(Input material)

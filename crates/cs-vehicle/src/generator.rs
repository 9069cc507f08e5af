//! Seeded random fleets.
//!
//! Each vehicle's attributes are drawn from its own [`VehicleRng`], so the
//! vehicle with id `n` is identical whether the fleet has 10 or 10 000
//! members.

use std::ops::RangeInclusive;

use cs_core::{FuelKind, VehicleId, VehicleRng};

use crate::{Vehicle, VehicleBuilder, VehicleError, VehicleResult};

/// Parameters for [`generate`](Self::generate).
#[derive(Clone, Debug)]
pub struct FleetGenerator {
    pub seed: u64,
    /// Probability that a vehicle is electric.
    pub electric_share: f64,
    /// Probability that a vehicle has the priority flag.
    pub priority_share: f64,
    /// Tank sizes, in fuel units.
    pub capacity: RangeInclusive<f64>,
    /// Initial fill as a fraction of capacity.
    pub initial_fill: RangeInclusive<f64>,
    /// Acceptable queue wait, in ticks.
    pub max_wait: RangeInclusive<u64>,
}

impl Default for FleetGenerator {
    fn default() -> Self {
        Self {
            seed:           0,
            electric_share: 0.5,
            priority_share: 0.1,
            capacity:       30.0..=120.0,
            initial_fill:   0.05..=0.6,
            max_wait:       10..=60,
        }
    }
}

impl FleetGenerator {
    pub fn new(seed: u64) -> Self {
        Self { seed, ..Self::default() }
    }

    /// Generate `count` vehicles with ids `first_id..first_id + count`.
    pub fn generate(&self, first_id: u32, count: u32) -> VehicleResult<Vec<Vehicle>> {
        self.validate()?;
        let end = first_id.checked_add(count).ok_or_else(|| {
            VehicleError::Generator(format!("{count} ids from {first_id} overflow the id space"))
        })?;
        (first_id..end)
            .map(|i| self.vehicle(VehicleId(i)))
            .collect()
    }

    fn vehicle(&self, id: VehicleId) -> VehicleResult<Vehicle> {
        let mut rng = VehicleRng::new(self.seed, id);
        let kind = if rng.gen_bool(self.electric_share) {
            FuelKind::Electric
        } else {
            FuelKind::Gas
        };
        let capacity = rng.gen_range(self.capacity.clone());
        let fill = rng.gen_range(self.initial_fill.clone());
        let max_wait = rng.gen_range(self.max_wait.clone());
        let priority = rng.gen_bool(self.priority_share);

        VehicleBuilder::new(id, kind, capacity)
            .level((capacity * fill).min(capacity))
            .max_wait(max_wait)
            .priority(priority)
            .build()
    }

    fn validate(&self) -> VehicleResult<()> {
        let (cap_lo, cap_hi) = (*self.capacity.start(), *self.capacity.end());
        if !(cap_lo > 0.0 && cap_lo <= cap_hi && cap_hi.is_finite()) {
            return Err(VehicleError::Generator(format!(
                "capacity range {cap_lo}..={cap_hi} must be finite, positive and non-empty"
            )));
        }
        let (fill_lo, fill_hi) = (*self.initial_fill.start(), *self.initial_fill.end());
        if !(0.0 <= fill_lo && fill_lo <= fill_hi && fill_hi <= 1.0) {
            return Err(VehicleError::Generator(format!(
                "initial_fill range {fill_lo}..={fill_hi} must lie within [0, 1]"
            )));
        }
        if self.max_wait.is_empty() {
            return Err(VehicleError::Generator("max_wait range is empty".into()));
        }
        Ok(())
    }
}
use cs_core::{FuelKind, GeoPoint};
use thiserror::Error;

/// Why a station could not be built.  Raised once, by
/// [`Station::new`](crate::Station::new); the caller decides whether to skip
/// the station or abort the run.
#[derive(Debug, Clone, PartialEq, Error)]
pub enum ConstructionError {
    #[error("station has 0 slots of every kind")]
    NoSlots,

    #[error("{kind} slot count {count} is negative")]
    NegativeSlots { kind: FuelKind, count: i32 },

    #[error("{kind} slot count {count} exceeds {max}")]
    TooManySlots { kind: FuelKind, count: i32, max: u16 },

    #[error("{kind} {field} must be finite, got {value}")]
    NonFinite {
        kind:  FuelKind,
        field: &'static str,
        value: f64,
    },

    #[error("{kind} output per tick {value} is negative")]
    NegativeOutput { kind: FuelKind, value: f64 },

    #[error("{kind} reserve {value} is negative")]
    NegativeReserve { kind: FuelKind, value: f64 },

    #[error("{kind} replenish rate {value} is negative")]
    NegativeReplenish { kind: FuelKind, value: f64 },

    #[error("0 {kind} slots but {field} is {value}")]
    ResourceWithoutSlots {
        kind:  FuelKind,
        field: &'static str,
        value: f64,
    },

    #[error("station has 0 reserve and 0 replenishment of every kind")]
    NoResource,

    #[error("location {0} is outside WGS-84 range")]
    InvalidLocation(GeoPoint),
}

/// Runtime misuse of a constructed station that is reported rather than
/// absorbed.
#[derive(Debug, Clone, PartialEq, Error)]
pub enum StationError {
    #[error("{kind} reserve must be finite and >= 0, got {value}")]
    InvalidReserve { kind: FuelKind, value: f64 },

    #[error("station has no {0} slots")]
    UnsupportedFuel(FuelKind),
}

pub type StationResult<T> = Result<T, StationError>;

(End Input material)

→ **What you should do**
Word for word, copy out all the data given above.

→ **Written reply**
filename crates/cs-vehicle/src/generator.rs
repository 9069cc507f08e5af
//! Seeded random fleets.
//!
//! Each vehicle's attributes are drawn from its own [`VehicleRng`], so the
//! vehicle with id `n` is identical whether the fleet has 10 or 10 000
//! members.

use std::ops::RangeInclusive;

use cs_core::{FuelKind, VehicleId, VehicleRng};

use crate::{Vehicle, VehicleBuilder, VehicleError, VehicleResult};

/// Parameters for [`generate`](Self::generate).
#[derive(Clone, Debug)]
pub struct FleetGenerator {
    pub seed: u64,
    /// Probability that a vehicle is electric.
    pub electric_share: f64,
    /// Probability that a vehicle has the priority flag.
    pub priority_share: f64,
    /// Tank sizes, in fuel units.
    pub capacity: RangeInclusive<f64>,
    /// Initial fill as a fraction of capacity.
    pub initial_fill: RangeInclusive<f64>,
    /// Acceptable queue wait, in ticks.
    pub max_wait: RangeInclusive<u64>,
}

impl Default for FleetGenerator {
    fn default() -> Self {
        Self {
            seed:           0,
            electric_share: 0.5,
            priority_share: 0.1,
            capacity:       30.0..=120.0,
            initial_fill:   0.05..=0.6,
            max_wait:       10..=60,
        }
    }
}

impl FleetGenerator {
    pub fn new(seed: u64) -> Self {
        Self { seed, ..Self::default() }
    }

    /// Generate `count` vehicles with ids `first_id..first_id + count`.
    pub fn generate(&self, first_id: u32, count: u32) -> VehicleResult<Vec<Vehicle>> {
        self.validate()?;
        let end = first_id.checked_add(count).ok_or_else(|| {
            VehicleError::Generator(format!("{count} ids from {first_id} overflow the id space"))
        })?;
        (first_id..end)
            .map(|i| self.vehicle(VehicleId(i)))
            .collect()
    }

    fn vehicle(&self, id: VehicleId) -> VehicleResult<Vehicle> {
        let mut rng = VehicleRng::new(self.seed, id);
        let kind = if rng.gen_bool(self.electric_share) {
            FuelKind::Electric
        } else {
            FuelKind::Gas
        };
        let capacity = rng.gen_range(self.capacity.clone());
        let fill = rng.gen_range(self.initial_fill.clone());
        let max_wait = rng.gen_range(self.max_wait.clone());
        let priority = rng.gen_bool(self.priority_share);

        VehicleBuilder::new(id, kind, capacity)
            .level((capacity * fill).min(capacity))
            .max_wait(max_wait)
            .priority(priority)
            .build()
    }

    fn validate(&self) -> VehicleResult<()> {
        let (cap_lo, cap_hi) = (*self.capacity.start(), *self.capacity.end());
        if !(cap_lo > 0.0 && cap_lo <= cap_hi && cap_hi.is_finite()) {
            return Err(VehicleError::Generator(format!(
                "capacity range {cap_lo}..={cap_hi} must be finite, positive and non-empty"
            )));
        }
        let (fill_lo, fill_hi) = (*self.initial_fill.start(), *self.initial_fill.end());
        if !(0.0 <= fill_lo && fill_lo <= fill_hi && fill_hi <= 1.0) {
            return Err(VehicleError::Generator(format!(
                "initial_fill range {fill_lo}..={fill_hi} must lie within [0, 1]"
            )));
        }
        if self.max_wait.is_empty() {
            return Err(VehicleError::Generator("max_wait range is empty".into()));
        }
        Ok(())
    }
}
use cs_core::{FuelKind, GeoPoint};
use thiserror::Error;

/// Why a station could not be built.  Raised once, by
/// [`Station::new`](crate::Station::new); the caller decides whether to skip
/// the station or abort the run.
#[derive(Debug, Clone, PartialEq, Error)]
pub enum ConstructionError {
    #[error("station has 0 slots of every kind")]
    NoSlots,

    #[error("{kind} slot count {count} is negative")]
    NegativeSlots { kind: FuelKind, count: i32 },

    #[error("{kind} slot count {count} exceeds {max}")]
    TooManySlots { kind: FuelKind, count: i32, max: u16 },

    #[error("{kind} {field} must be finite, got {value}")]
    NonFinite {
        kind:  FuelKind,
        field: &'static str,
        value: f64,
    },

    #[error("{kind} output per tick {value} is negative")]
    NegativeOutput { kind: FuelKind, value: f64 },

    #[error("{kind} reserve {value} is negative")]
    NegativeReserve { kind: FuelKind, value: f64 },

    #[error("{kind} replenish rate {value} is negative")]
    NegativeReplenish { kind: FuelKind, value: f64 },

    #[error("0 {kind} slots but {field} is {value}")]
    ResourceWithoutSlots {
        kind:  FuelKind,
        field: &'static str,
        value: f64,
    },

    #[error("station has 0 reserve and 0 replenishment of every kind")]
    NoResource,

    #[error("location {0} is outside WGS-84 range")]
    InvalidLocation(GeoPoint),
}

/// Runtime misuse of a constructed station that is reported rather than
/// absorbed.
#[derive(Debug, Clone, PartialEq, Error)]
pub enum StationError {
    #[error("{kind} reserve must be finite and >= 0, got {value}")]
    InvalidReserve { kind: FuelKind, value: f64 },

    #[error("station has no {0} slots")]
    UnsupportedFuel(FuelKind),
}

pub type StationResult<T> = Result<T, StationError>;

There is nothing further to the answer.